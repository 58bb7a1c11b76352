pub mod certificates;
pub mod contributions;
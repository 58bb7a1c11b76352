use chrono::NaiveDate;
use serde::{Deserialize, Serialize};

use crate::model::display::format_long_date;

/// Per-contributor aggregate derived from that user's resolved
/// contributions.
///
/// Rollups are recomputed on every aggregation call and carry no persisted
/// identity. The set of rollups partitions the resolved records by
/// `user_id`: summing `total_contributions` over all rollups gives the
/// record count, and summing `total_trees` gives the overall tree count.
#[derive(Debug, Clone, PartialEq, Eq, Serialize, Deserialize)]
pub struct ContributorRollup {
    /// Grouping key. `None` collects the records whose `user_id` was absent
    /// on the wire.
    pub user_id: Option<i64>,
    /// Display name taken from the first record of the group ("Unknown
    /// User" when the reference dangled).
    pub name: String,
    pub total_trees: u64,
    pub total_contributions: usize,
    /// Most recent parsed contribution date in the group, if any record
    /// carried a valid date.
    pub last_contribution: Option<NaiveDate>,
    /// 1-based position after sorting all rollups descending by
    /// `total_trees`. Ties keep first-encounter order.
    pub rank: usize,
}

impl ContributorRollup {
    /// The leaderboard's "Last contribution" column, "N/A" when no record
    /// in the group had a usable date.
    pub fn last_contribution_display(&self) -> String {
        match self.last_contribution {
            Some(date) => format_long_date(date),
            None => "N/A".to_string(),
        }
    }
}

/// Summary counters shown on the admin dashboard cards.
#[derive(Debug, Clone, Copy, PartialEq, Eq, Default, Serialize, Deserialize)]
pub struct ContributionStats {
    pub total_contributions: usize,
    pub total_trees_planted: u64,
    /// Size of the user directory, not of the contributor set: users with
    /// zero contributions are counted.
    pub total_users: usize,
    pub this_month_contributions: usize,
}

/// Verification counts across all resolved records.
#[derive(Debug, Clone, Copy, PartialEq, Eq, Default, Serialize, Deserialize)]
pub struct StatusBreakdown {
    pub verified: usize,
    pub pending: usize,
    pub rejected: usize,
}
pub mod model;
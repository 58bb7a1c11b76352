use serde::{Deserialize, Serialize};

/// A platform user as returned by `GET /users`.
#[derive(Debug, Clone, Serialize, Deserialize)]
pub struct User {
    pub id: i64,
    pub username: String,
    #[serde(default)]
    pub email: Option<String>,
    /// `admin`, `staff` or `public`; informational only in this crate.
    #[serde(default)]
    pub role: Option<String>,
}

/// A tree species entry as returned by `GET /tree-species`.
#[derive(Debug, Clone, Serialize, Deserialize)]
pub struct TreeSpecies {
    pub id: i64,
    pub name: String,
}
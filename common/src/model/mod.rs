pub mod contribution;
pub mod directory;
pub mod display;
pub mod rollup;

* * *

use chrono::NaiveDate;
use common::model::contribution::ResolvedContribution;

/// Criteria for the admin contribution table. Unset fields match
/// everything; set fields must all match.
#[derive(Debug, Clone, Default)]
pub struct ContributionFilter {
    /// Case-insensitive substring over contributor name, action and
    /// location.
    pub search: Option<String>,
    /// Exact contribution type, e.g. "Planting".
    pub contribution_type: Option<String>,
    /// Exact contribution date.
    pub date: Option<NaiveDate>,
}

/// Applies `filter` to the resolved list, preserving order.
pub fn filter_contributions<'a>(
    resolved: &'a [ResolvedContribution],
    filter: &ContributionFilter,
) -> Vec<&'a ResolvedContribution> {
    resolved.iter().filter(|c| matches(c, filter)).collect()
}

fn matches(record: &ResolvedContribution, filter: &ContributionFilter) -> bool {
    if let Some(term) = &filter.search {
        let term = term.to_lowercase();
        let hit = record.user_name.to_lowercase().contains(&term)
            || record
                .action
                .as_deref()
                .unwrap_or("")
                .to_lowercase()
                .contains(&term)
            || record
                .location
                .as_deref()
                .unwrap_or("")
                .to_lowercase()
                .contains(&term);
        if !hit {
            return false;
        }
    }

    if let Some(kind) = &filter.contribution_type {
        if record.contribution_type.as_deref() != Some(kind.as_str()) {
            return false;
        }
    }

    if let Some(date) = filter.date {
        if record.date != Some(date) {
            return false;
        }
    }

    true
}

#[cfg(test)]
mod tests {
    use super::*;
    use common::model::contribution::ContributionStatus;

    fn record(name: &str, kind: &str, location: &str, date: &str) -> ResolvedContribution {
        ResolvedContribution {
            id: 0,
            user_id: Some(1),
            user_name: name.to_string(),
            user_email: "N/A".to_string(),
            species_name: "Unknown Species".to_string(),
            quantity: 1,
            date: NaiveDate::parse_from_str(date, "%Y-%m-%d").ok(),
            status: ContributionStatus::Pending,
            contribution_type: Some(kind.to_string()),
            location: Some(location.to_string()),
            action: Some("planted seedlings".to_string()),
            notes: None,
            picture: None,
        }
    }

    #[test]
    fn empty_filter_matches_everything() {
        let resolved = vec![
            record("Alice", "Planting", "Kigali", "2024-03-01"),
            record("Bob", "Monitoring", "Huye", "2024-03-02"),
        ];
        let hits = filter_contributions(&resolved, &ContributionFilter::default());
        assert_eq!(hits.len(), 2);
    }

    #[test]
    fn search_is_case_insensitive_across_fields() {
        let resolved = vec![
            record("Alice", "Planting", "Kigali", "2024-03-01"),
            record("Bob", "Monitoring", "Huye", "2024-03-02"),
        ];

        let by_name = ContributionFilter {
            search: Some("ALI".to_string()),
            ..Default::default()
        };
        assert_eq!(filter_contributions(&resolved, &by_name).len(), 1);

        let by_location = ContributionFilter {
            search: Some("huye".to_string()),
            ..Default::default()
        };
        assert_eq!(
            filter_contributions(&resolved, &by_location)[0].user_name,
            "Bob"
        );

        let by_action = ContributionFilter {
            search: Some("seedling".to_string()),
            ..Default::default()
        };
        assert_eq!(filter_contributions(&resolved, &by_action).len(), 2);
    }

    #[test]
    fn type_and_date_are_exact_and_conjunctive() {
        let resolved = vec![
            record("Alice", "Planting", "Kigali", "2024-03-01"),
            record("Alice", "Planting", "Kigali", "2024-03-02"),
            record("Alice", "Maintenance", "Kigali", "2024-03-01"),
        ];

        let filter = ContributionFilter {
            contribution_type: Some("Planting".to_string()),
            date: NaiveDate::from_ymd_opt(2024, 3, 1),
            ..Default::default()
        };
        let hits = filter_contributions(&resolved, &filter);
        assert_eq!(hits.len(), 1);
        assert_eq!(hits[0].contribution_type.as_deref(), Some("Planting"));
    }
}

## HOW TO COMPLETE THIS TASK
For each line of the material that contains the word "records", make a copy.

## TASK RESULT
/// identity. The set of rollups partitions the resolved records by
    /// Grouping key. `None` collects the records whose `user_id` was absent
/// Verification counts across all resolved records.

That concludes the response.